Spanning two thousand miles and traversing six states from Missouri to the Pacific coast, the Oregon Trail is the route that made America. In the fifteen years before the Civil War, when 400,000 pioneers used the trail to emigrate West—scholars still regard this as the largest land migration in history—it united the coasts, doubled the size of the country, and laid the groundwork for the railroads. Today, amazingly, the trail is all but forgotten.

Rinker Buck is no stranger to grand adventures. His first travel narrative, Flight of Passage, was hailed by The New Yorker as “a funny, cocky gem of a book,” and with The Oregon Trail he brings the most important route in American history back to glorious and vibrant life.

Traveling from St. Joseph, Missouri, to Baker City, Oregon, over the course of four months, Buck is accompanied by three cantankerous mules, his boisterous brother, Nick, and an “incurably filthy” Jack Russell terrier named Olive Oyl. Along the way, they dodge thunderstorms in Nebraska, chase runaway mules across the Wyoming plains, scout more than five hundred miles of nearly vanished trail on foot, cross the Rockies, and make desperate fifty-mile forced marches for water. The Buck brothers repair so many broken wheels and axels that they nearly reinvent the art of wagon travel itself. They also must reckon with the ghost of their father, an eccentric yet loveable dreamer whose memory inspired their journey across the plains and whose premature death, many years earlier, has haunted them both ever since.

But The Oregon Trail is much more than an epic adventure. It is also a lively and essential work of history that shatters the comforting myths about the trail years passed down by generations of Americans. Buck introduces readers to the largely forgotten roles played by trailblazing evangelists, friendly Indian tribes, female pioneers, bumbling U.S. Army cavalrymen, and the scam artists who flocked to the frontier to fleece the overland emigrants. Generous portions of the book are devoted to the history of old and appealing things like the mule and the wagon. We also learn how the trail accelerated American economic development. Most arresting, perhaps, are the stories of the pioneers themselves—ordinary families whose extraordinary courage and sacrifice made this country what it became.
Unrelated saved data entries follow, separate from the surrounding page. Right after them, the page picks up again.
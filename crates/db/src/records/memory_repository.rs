use std::collections::{HashMap, HashSet};
use std::sync::{Arc, Mutex, MutexGuard};

use async_trait::async_trait;
use paysync_common::error::{PaysyncError, PaysyncResult};
use paysync_common::EntityKind;

use crate::records::models::{NormalizedRecord, UpsertOutcome};
use crate::records::repositories::RecordRepository;

#[derive(Default)]
struct State {
    rows: HashMap<(EntityKind, String), NormalizedRecord>,
    rejected_ids: HashSet<String>,
    orphaned_ids: HashSet<String>,
    unavailable_writes: u32,
    upsert_calls: u64,
}

/// In-process destination with the same merge and foreign-key rules as the
/// Postgres repository. Clones share state.
#[derive(Clone, Default)]
pub struct MemoryRecordRepository {
    state: Arc<Mutex<State>>,
}

impl MemoryRecordRepository {
    pub fn new() -> Self {
        Self::default()
    }

    fn state(&self) -> PaysyncResult<MutexGuard<'_, State>> {
        self.state
            .lock()
            .map_err(|_| PaysyncError::Database("memory repository lock poisoned".to_string()))
    }

    /// Every upsert of `id` fails with a non-retryable database error.
    pub fn reject_id(&self, id: &str) {
        if let Ok(mut state) = self.state() {
            state.rejected_ids.insert(id.to_string());
        }
    }

    /// Every upsert of `id` reports a missing parent, even once the parent exists.
    pub fn orphan_id(&self, id: &str) {
        if let Ok(mut state) = self.state() {
            state.orphaned_ids.insert(id.to_string());
        }
    }

    /// The next `count` writes (upserts or placeholder inserts) fail with a transient error.
    pub fn fail_next_writes(&self, count: u32) {
        if let Ok(mut state) = self.state() {
            state.unavailable_writes = count;
        }
    }

    pub fn upsert_calls(&self) -> u64 {
        self.state().map(|s| s.upsert_calls).unwrap_or(0)
    }

    pub fn rows(&self, kind: EntityKind) -> Vec<NormalizedRecord> {
        let Ok(state) = self.state() else {
            return Vec::new();
        };
        let mut rows: Vec<NormalizedRecord> = state
            .rows
            .iter()
            .filter(|((k, _), _)| *k == kind)
            .map(|(_, r)| r.clone())
            .collect();
        rows.sort_by(|a, b| a.id.cmp(&b.id));
        rows
    }

    fn check_references(state: &State, record: &NormalizedRecord) -> PaysyncResult<()> {
        for reference in record.kind.references() {
            if let Some(target_id) = record.reference(reference.column) {
                let key = (reference.target, target_id.to_string());
                if !state.rows.contains_key(&key) {
                    return Err(PaysyncError::MissingParent(format!(
                        "{}.{} -> {} {target_id}",
                        record.kind.table(),
                        reference.column,
                        reference.target
                    )));
                }
            }
        }
        Ok(())
    }
}

#[async_trait]
impl RecordRepository for MemoryRecordRepository {
    async fn upsert(&self, record: &NormalizedRecord) -> PaysyncResult<UpsertOutcome> {
        let mut state = self.state()?;
        state.upsert_calls += 1;

        if state.unavailable_writes > 0 {
            state.unavailable_writes -= 1;
            return Err(PaysyncError::DatabaseUnavailable(
                "simulated connection reset".to_string(),
            ));
        }
        if state.rejected_ids.contains(&record.id) {
            return Err(PaysyncError::Database(format!(
                "row {} rejected by destination",
                record.id
            )));
        }
        if state.orphaned_ids.contains(&record.id) {
            return Err(PaysyncError::MissingParent(format!(
                "{} {} parent vanished",
                record.kind, record.id
            )));
        }

        let key = (record.kind, record.id.clone());
        let candidate = match state.rows.get(&key) {
            Some(existing) => existing.merged_with(record),
            None => record.clone(),
        };
        Self::check_references(&state, &candidate)?;

        match state.rows.insert(key, candidate.clone()) {
            None => Ok(UpsertOutcome::Inserted),
            Some(previous) if previous == candidate => Ok(UpsertOutcome::Unchanged),
            Some(_) => Ok(UpsertOutcome::Updated),
        }
    }

    async fn insert_placeholder(&self, record: &NormalizedRecord) -> PaysyncResult<bool> {
        let mut state = self.state()?;
        if state.unavailable_writes > 0 {
            state.unavailable_writes -= 1;
            return Err(PaysyncError::DatabaseUnavailable(
                "simulated connection reset".to_string(),
            ));
        }
        let key = (record.kind, record.id.clone());
        if state.rows.contains_key(&key) {
            return Ok(false);
        }
        Self::check_references(&state, record)?;
        state.rows.insert(key, record.clone());
        Ok(true)
    }

    async fn existing_ids(&self, kind: EntityKind, ids: &[String]) -> PaysyncResult<HashSet<String>> {
        let state = self.state()?;
        Ok(ids
            .iter()
            .filter(|id| state.rows.contains_key(&(kind, (*id).clone())))
            .cloned()
            .collect())
    }

    async fn get(&self, kind: EntityKind, id: &str) -> PaysyncResult<Option<NormalizedRecord>> {
        let state = self.state()?;
        Ok(state.rows.get(&(kind, id.to_string())).cloned())
    }

    async fn count(&self, kind: EntityKind) -> PaysyncResult<u64> {
        let state = self.state()?;
        Ok(state.rows.keys().filter(|(k, _)| *k == kind).count() as u64)
    }
}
At once a majestic journey across the West, a significant work of history, and a moving personal saga,The Oregon Trail draws readers into the journey of a lifetime. It is a wildly ambitious work of nonfiction from a true American original. It is a book with a heart as big as the country it crosses.

Review: This was a fascinating read because it piques the readers interest on so many different levels. On the surface, this is a tale of the author's trip and adventures along the Oregon Trail today, but he also pulls in accounts and experiences of the original pioneers on the trail. It is also part social commentary on the state of these united states, and our challenges as a "connected," fast-paced society. There is a bit of memoir feel to it as well as Buck sorts through his feelings about his father and the dynamics of his family.

At times the details of their adventure became a little tedious, but with a story so "American" it's easy to see why this is a hot book right now.